● **What is needed**
Begin at the top of the following data. Copy each line exactly until you have copied the line containing "pub fn polarity(self)".

● **Given records**
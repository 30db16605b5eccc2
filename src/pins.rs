//! Named output pins and inputs of the interface board.
//!
//! Data register, as wired on the IRLP board:
//!
//! ```text
//! Bit   Mask   Purpose            Active
//! D0    0x01   link key (unused)  low
//! D1    0x02   link key           high   (input to us, driven by IRLP)
//! D2    0x04   KEY   (AUX1)       high
//! D3    0x08   MUTE  (AUX2)       low
//! D4    0x10   CTCSS (AUX3)       low
//! D5    0x20   FAN   (AUX4)       high
//! D6    0x40   AUX5               high
//! D7    0x80   force key (unused) high
//! ```
use std::fmt;
use std::ops::RangeInclusive;

use log::debug;

use crate::Result;
use crate::port::{PortDevice, Snapshot};

/// DTMF codes that count as "a digit is being decoded".
///
/// The decoder field is only four bits, so 16 and 17 never occur.
pub const DTMF_BUSY: RangeInclusive<u8> = 1..=17;

/// Electrical level that means "on".
#[derive(Debug, Clone, Copy, PartialEq, Eq)]
pub enum Polarity {
    /// On is a set bit.
    ActiveHigh,
    /// On is a cleared bit.
    ActiveLow,
}

/// Output lines of the board.
#[derive(Debug, Clone, Copy, PartialEq, Eq, Hash)]
pub enum OutputPin {
    /// Transmitter PTT.
    Key,
    /// Receiver audio muter.
    Mute,
    /// CTCSS encoder.
    Ctcss,
    /// Cooling fan.
    Fan,
    /// AUX4. Same line as the fan.
    Aux4,
    /// AUX5.
    Aux5,
}

impl OutputPin {
    /// All output pins.
    pub const ALL: [OutputPin; 6] = [
        OutputPin::Key,
        OutputPin::Mute,
        OutputPin::Ctcss,
        OutputPin::Fan,
        OutputPin::Aux4,
        OutputPin::Aux5,
    ];

    /// Data register bit.
    #[must_use]
    pub fn mask(self) -> u8 {
        match self {
            OutputPin::Key => 0x04,
            OutputPin::Mute => 0x08,
            OutputPin::Ctcss => 0x10,
            OutputPin::Fan | OutputPin::Aux4 => 0x20,
            OutputPin::Aux5 => 0x40,
        }
    }

    /// Polarity of the line.
    #[must_use]
    pub fn polarity(self) -> Polarity {
        match self {
            OutputPin::Mute | OutputPin::Ctcss => Polarity::ActiveLow,
            OutputPin::Key | OutputPin::Fan | OutputPin::Aux4 | OutputPin::Aux5 => {
                Polarity::ActiveHigh
            }
        }
    }

    /// Name of the pin.
    #[must_use]
    pub fn name(self) -> &'static str {
        match self {
            OutputPin::Key => "key",
            OutputPin::Mute => "mute",
            OutputPin::Ctcss => "ctcss",
            OutputPin::Fan => "fan",
            OutputPin::Aux4 => "aux4",
            OutputPin::Aux5 => "aux5",
        }
    }

    /// Data register value with this pin turned logically on or off. All
    /// other bits are left alone.
    #[must_use]
    pub fn apply(self, data: u8, on: bool) -> u8 {
        let high = on == (self.polarity() == Polarity::ActiveHigh);
        if high {
            data | self.mask()
        } else {
            data & !self.mask()
        }
    }

    /// Logical state of this pin in a data register value.
    #[must_use]
    pub fn is_on(self, data: u8) -> bool {
        let high = data & self.mask() != 0;
        high == (self.polarity() == Polarity::ActiveHigh)
    }
}

impl fmt::Display for OutputPin {
    fn fmt(&self, f: &mut fmt::Formatter<'_>) -> fmt::Result {
        f.write_str(self.name())
    }
}

/// Decoded inputs for one tick.
#[derive(Debug, Clone, Copy, Default, PartialEq, Eq)]
pub struct Inputs {
    /// Receiver carrier.
    pub carrier: bool,
    /// DTMF decoder code.
    pub dtmf: u8,
    /// Remote link asks for the transmitter.
    pub link_key: bool,
}

impl Inputs {
    /// Decode a port snapshot.
    #[must_use]
    pub fn decode(s: &Snapshot) -> Self {
        Self {
            carrier: s.carrier(),
            dtmf: s.dtmf(),
            link_key: s.link_key(),
        }
    }

    /// True if a DTMF digit is being decoded.
    #[must_use]
    pub fn dtmf_busy(&self) -> bool {
        DTMF_BUSY.contains(&self.dtmf)
    }

    /// Carrier or link key.
    #[must_use]
    pub fn active(&self) -> bool {
        self.carrier || self.link_key
    }
}

/// Drives named pins through the port.
///
/// The on/off helpers return the new logical state, so callers can do
/// `keyed = pins.key()?`.
pub struct PinController {
    port: PortDevice,
}

impl PinController {
    /// Create controller on an opened port.
    pub fn new(port: PortDevice) -> Self {
        Self { port }
    }

    /// Read and decode the inputs.
    pub fn read_inputs(&mut self) -> Result<Inputs> {
        Ok(Inputs::decode(&self.port.read()?))
    }

    /// Turn a pin logically on or off.
    pub fn set_pin(&mut self, pin: OutputPin, on: bool) -> Result<()> {
        debug!("Doing: {pin} {}", if on { "on" } else { "off" });
        self.port.modify(|d| pin.apply(d, on))?;
        Ok(())
    }

    fn switch(&mut self, pin: OutputPin, on: bool) -> Result<bool> {
        self.set_pin(pin, on)?;
        Ok(on)
    }

    /// Key the transmitter.
    pub fn key(&mut self) -> Result<bool> {
        self.switch(OutputPin::Key, true)
    }

    /// Unkey the transmitter.
    pub fn unkey(&mut self) -> Result<bool> {
        self.switch(OutputPin::Key, false)
    }

    /// Mute receiver audio.
    pub fn mute(&mut self) -> Result<bool> {
        self.switch(OutputPin::Mute, true)
    }

    /// Unmute receiver audio.
    pub fn unmute(&mut self) -> Result<bool> {
        self.switch(OutputPin::Mute, false)
    }

    pub fn ctcss_on(&mut self) -> Result<bool> {
        self.switch(OutputPin::Ctcss, true)
    }

    pub fn ctcss_off(&mut self) -> Result<bool> {
        self.switch(OutputPin::Ctcss, false)
    }

    pub fn fan_on(&mut self) -> Result<bool> {
        self.switch(OutputPin::Fan, true)
    }

    pub fn fan_off(&mut self) -> Result<bool> {
        self.switch(OutputPin::Fan, false)
    }

    pub fn aux4_on(&mut self) -> Result<bool> {
        self.switch(OutputPin::Aux4, true)
    }

    pub fn aux4_off(&mut self) -> Result<bool> {
        self.switch(OutputPin::Aux4, false)
    }

    pub fn aux5_on(&mut self) -> Result<bool> {
        self.switch(OutputPin::Aux5, true)
    }

    pub fn aux5_off(&mut self) -> Result<bool> {
        self.switch(OutputPin::Aux5, false)
    }
}

#[cfg(test)]
mod tests {
    use super::*;
    use crate::sim::{PortHook, SimDevice, SimLock};

    fn pins() -> Result<(PinController, PortHook)> {
        let (dev, hook) = SimDevice::new();
        let port = PortDevice::open(Box::new(dev), Box::new(SimLock::new()))?;
        Ok((PinController::new(port), hook))
    }

    #[test]
    fn polarity_table() {
        assert_eq!(OutputPin::Key.apply(0, true), 0x04);
        assert_eq!(OutputPin::Key.apply(0xFF, false), 0xFB);
        assert_eq!(OutputPin::Mute.apply(0xFF, true), 0xF7);
        assert_eq!(OutputPin::Mute.apply(0, false), 0x08);
        assert_eq!(OutputPin::Ctcss.apply(0xFF, true), 0xEF);
        assert_eq!(OutputPin::Fan.apply(0, true), 0x20);
        assert_eq!(OutputPin::Aux4.apply(0, true), 0x20);
        assert_eq!(OutputPin::Aux5.apply(0, true), 0x40);
        for pin in OutputPin::ALL {
            assert!(pin.is_on(pin.apply(0x00, true)), "{pin}");
            assert!(pin.is_on(pin.apply(0xFF, true)), "{pin}");
            assert!(!pin.is_on(pin.apply(0x00, false)), "{pin}");
            assert!(!pin.is_on(pin.apply(0xFF, false)), "{pin}");
        }
    }

    #[test]
    fn on_off_restores_other_bits() -> Result<()> {
        for start in [0x00u8, 0x5A, 0xA5, 0xFF, 0x02] {
            for pin in OutputPin::ALL {
                let (mut p, hook) = pins()?;
                hook.set_data(start);
                p.set_pin(pin, true)?;
                p.set_pin(pin, false)?;
                let got = hook.data();
                assert_eq!(got & !pin.mask(), start & !pin.mask(), "{pin} from {start:#04x}");
            }
        }
        Ok(())
    }

    #[test]
    fn link_key_bit_preserved() -> Result<()> {
        let (mut p, hook) = pins()?;
        hook.set_link_key(true);
        assert!(p.key()?);
        assert!(p.read_inputs()?.link_key);
        assert!(!p.unkey()?);
        assert!(p.read_inputs()?.link_key);
        Ok(())
    }

    #[test]
    fn helpers() -> Result<()> {
        let (mut p, hook) = pins()?;
        assert!(p.key()?);
        assert!(p.mute()?);
        assert!(p.fan_on()?);
        assert!(p.ctcss_on()?);
        assert!(p.aux5_on()?);
        let d = hook.data();
        for pin in [OutputPin::Key, OutputPin::Mute, OutputPin::Fan, OutputPin::Ctcss, OutputPin::Aux5] {
            assert!(pin.is_on(d), "{pin}: {d:#04x}");
        }
        assert!(!p.unkey()?);
        assert!(!p.unmute()?);
        assert!(!p.fan_off()?);
        assert!(!p.ctcss_off()?);
        assert!(!p.aux5_off()?);
        assert!(p.aux4_on()?);
        assert!(OutputPin::Fan.is_on(hook.data()));
        assert!(!p.aux4_off()?);
        assert_eq!(hook.data(), 0x18);
        Ok(())
    }

    #[test]
    fn failed_write_is_error() -> Result<()> {
        let (mut p, hook) = pins()?;
        hook.fail_writes(1);
        assert!(p.key().is_err());
        assert!(!OutputPin::Key.is_on(hook.data()));
        assert!(p.key()?);
        Ok(())
    }

    #[test]
    fn dtmf_range() {
        let mut i = Inputs::default();
        assert!(!i.dtmf_busy());
        for code in 1..=15 {
            i.dtmf = code;
            assert!(i.dtmf_busy());
        }
        // Can't come off a 4-bit decoder, but still count as busy.
        assert!(DTMF_BUSY.contains(&16));
        assert!(DTMF_BUSY.contains(&17));
        assert!(!DTMF_BUSY.contains(&18));
        i.dtmf = 17;
        assert!(i.dtmf_busy());
    }
}
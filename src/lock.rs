//! Inter-process lock serializing port claims.
//!
//! The kernel's parport claim/release has a race that can leave the port
//! wedged ("parport0: don't know how to wake ppdev0") when several processes
//! claim it at once. Every process that touches the port takes an exclusive
//! `flock(2)` on a shared lock file before claiming, so at most one claim is
//! ever in progress.
use std::fs::File;
use std::os::fd::AsRawFd;
use std::path::{Path, PathBuf};

use log::trace;

use crate::{Error, Result};

/// Exclusive advisory lock.
pub trait Lock: Send {
    /// Block until the lock is held.
    fn lock(&mut self) -> Result<()>;

    /// Release the lock.
    fn unlock(&mut self) -> Result<()>;
}

/// `flock(2)` on a lock file.
///
/// The file is created on first use, and then kept open for the life of the
/// lock.
pub struct LockFile {
    path: PathBuf,
    file: Option<File>,
}

impl LockFile {
    /// Create lock on the given path. Nothing is opened until first lock.
    pub fn new(path: impl AsRef<Path>) -> Self {
        Self {
            path: path.as_ref().to_path_buf(),
            file: None,
        }
    }

    fn err(&self, source: std::io::Error) -> Error {
        Error::Lock {
            path: self.path.display().to_string(),
            source,
        }
    }

    fn flock(&mut self, op: libc::c_int) -> Result<()> {
        if self.file.is_none() {
            let f = File::options()
                .write(true)
                .create(true)
                .truncate(false)
                .open(&self.path)
                .map_err(|e| self.err(e))?;
            self.file = Some(f);
        }
        let fd = match &self.file {
            Some(f) => f.as_raw_fd(),
            None => return Err(Error::msg("lock file not open")),
        };
        loop {
            // SAFETY: fd belongs to a File we own, and stays open for the
            // duration of the call.
            let rc = unsafe { libc::flock(fd, op) };
            if rc == 0 {
                return Ok(());
            }
            let e = std::io::Error::last_os_error();
            if e.kind() != std::io::ErrorKind::Interrupted {
                return Err(self.err(e));
            }
        }
    }
}

impl Lock for LockFile {
    fn lock(&mut self) -> Result<()> {
        trace!("Locking {}", self.path.display());
        self.flock(libc::LOCK_EX)
    }

    fn unlock(&mut self) -> Result<()> {
        trace!("Unlocking {}", self.path.display());
        self.flock(libc::LOCK_UN)
    }
}
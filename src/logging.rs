//! Log output: console, syslog, both, or neither.
//!
//! Everything logs through the `log` macros. Console output goes through
//! `stderrlog`, syslog through libc. Failures to log are ignored, the
//! control loop must never stop because of them.
use std::ffi::{CStr, CString};

use log::{Level, LevelFilter, Log, Metadata, Record};

use crate::{Error, Result};

const IDENT: &CStr = c"repeater";

struct Syslog;

impl Syslog {
    fn open() -> Self {
        // SAFETY: IDENT is 'static, as openlog() requires.
        unsafe {
            libc::openlog(
                IDENT.as_ptr(),
                libc::LOG_NDELAY | libc::LOG_PID,
                libc::LOG_DAEMON,
            )
        };
        Self
    }

    fn priority(level: Level) -> libc::c_int {
        match level {
            Level::Error => libc::LOG_ERR,
            Level::Warn => libc::LOG_WARNING,
            Level::Info => libc::LOG_INFO,
            Level::Debug | Level::Trace => libc::LOG_DEBUG,
        }
    }

    fn write(&self, level: Level, msg: &str) {
        let Ok(msg) = CString::new(msg.replace('\0', " ")) else {
            return;
        };
        // SAFETY: Both strings are NUL terminated and outlive the call. The
        // message is passed as an argument, never as the format.
        unsafe { libc::syslog(Self::priority(level), c"%s".as_ptr(), msg.as_ptr()) };
    }
}

impl Drop for Syslog {
    fn drop(&mut self) {
        // SAFETY: No arguments, and harmless if never opened.
        unsafe { libc::closelog() };
    }
}

/// Fans log records out to the enabled outputs.
struct Logger {
    console: Option<stderrlog::StdErrLog>,
    syslog: Option<Syslog>,
}

impl Log for Logger {
    fn enabled(&self, metadata: &Metadata) -> bool {
        self.syslog.is_some() || self.console.as_ref().is_some_and(|c| c.enabled(metadata))
    }

    fn log(&self, record: &Record) {
        if let Some(c) = &self.console {
            c.log(record);
        }
        if let Some(s) = &self.syslog
            && record.level() <= Level::Debug
        {
            s.write(record.level(), &record.args().to_string());
        }
    }

    fn flush(&self) {
        if let Some(c) = &self.console {
            c.flush();
        }
    }
}

/// Set up logging.
///
/// `verbose` prints timestamped lines to the console, `syslog` sends them
/// to the system log as the daemon facility.
pub fn init(verbose: bool, syslog: bool) -> Result<()> {
    let console = verbose.then(|| {
        let mut c = stderrlog::new();
        c.module("repeater")
            .verbosity(3usize)
            .timestamp(stderrlog::Timestamp::Second);
        c
    });
    let level = if verbose || syslog {
        LevelFilter::Debug
    } else {
        LevelFilter::Off
    };
    let logger = Logger {
        console,
        syslog: syslog.then(Syslog::open),
    };
    log::set_boxed_logger(Box::new(logger))
        .map_err(|e| Error::msg(format!("setting up logging: {e}")))?;
    log::set_max_level(level);
    Ok(())
}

● **Answer to this exercise**
repository 30db16605b5eccc2
filename src/pins.rs
//! Named output pins and inputs of the interface board.
//!
//! Data register, as wired on the IRLP board:
//!
//! ```text
//! Bit   Mask   Purpose            Active
//! D0    0x01   link key (unused)  low
//! D1    0x02   link key           high   (input to us, driven by IRLP)
//! D2    0x04   KEY   (AUX1)       high
//! D3    0x08   MUTE  (AUX2)       low
//! D4    0x10   CTCSS (AUX3)       low
//! D5    0x20   FAN   (AUX4)       high
//! D6    0x40   AUX5               high
//! D7    0x80   force key (unused) high
//! ```
use std::fmt;
use std::ops::RangeInclusive;

use log::debug;

use crate::Result;
use crate::port::{PortDevice, Snapshot};

/// DTMF codes that count as "a digit is being decoded".
///
/// The decoder field is only four bits, so 16 and 17 never occur.
pub const DTMF_BUSY: RangeInclusive<u8> = 1..=17;

/// Electrical level that means "on".
#[derive(Debug, Clone, Copy, PartialEq, Eq)]
pub enum Polarity {
    /// On is a set bit.
    ActiveHigh,
    /// On is a cleared bit.
    ActiveLow,
}

/// Output lines of the board.
#[derive(Debug, Clone, Copy, PartialEq, Eq, Hash)]
pub enum OutputPin {
    /// Transmitter PTT.
    Key,
    /// Receiver audio muter.
    Mute,
    /// CTCSS encoder.
    Ctcss,
    /// Cooling fan.
    Fan,
    /// AUX4. Same line as the fan.
    Aux4,
    /// AUX5.
    Aux5,
}

impl OutputPin {
    /// All output pins.
    pub const ALL: [OutputPin; 6] = [
        OutputPin::Key,
        OutputPin::Mute,
        OutputPin::Ctcss,
        OutputPin::Fan,
        OutputPin::Aux4,
        OutputPin::Aux5,
    ];

    /// Data register bit.
    #[must_use]
    pub fn mask(self) -> u8 {
        match self {
            OutputPin::Key => 0x04,
            OutputPin::Mute => 0x08,
            OutputPin::Ctcss => 0x10,
            OutputPin::Fan | OutputPin::Aux4 => 0x20,
            OutputPin::Aux5 => 0x40,
        }
    }

    /// Polarity of the line.
    #[must_use]
    pub fn polarity(self) -> Polarity {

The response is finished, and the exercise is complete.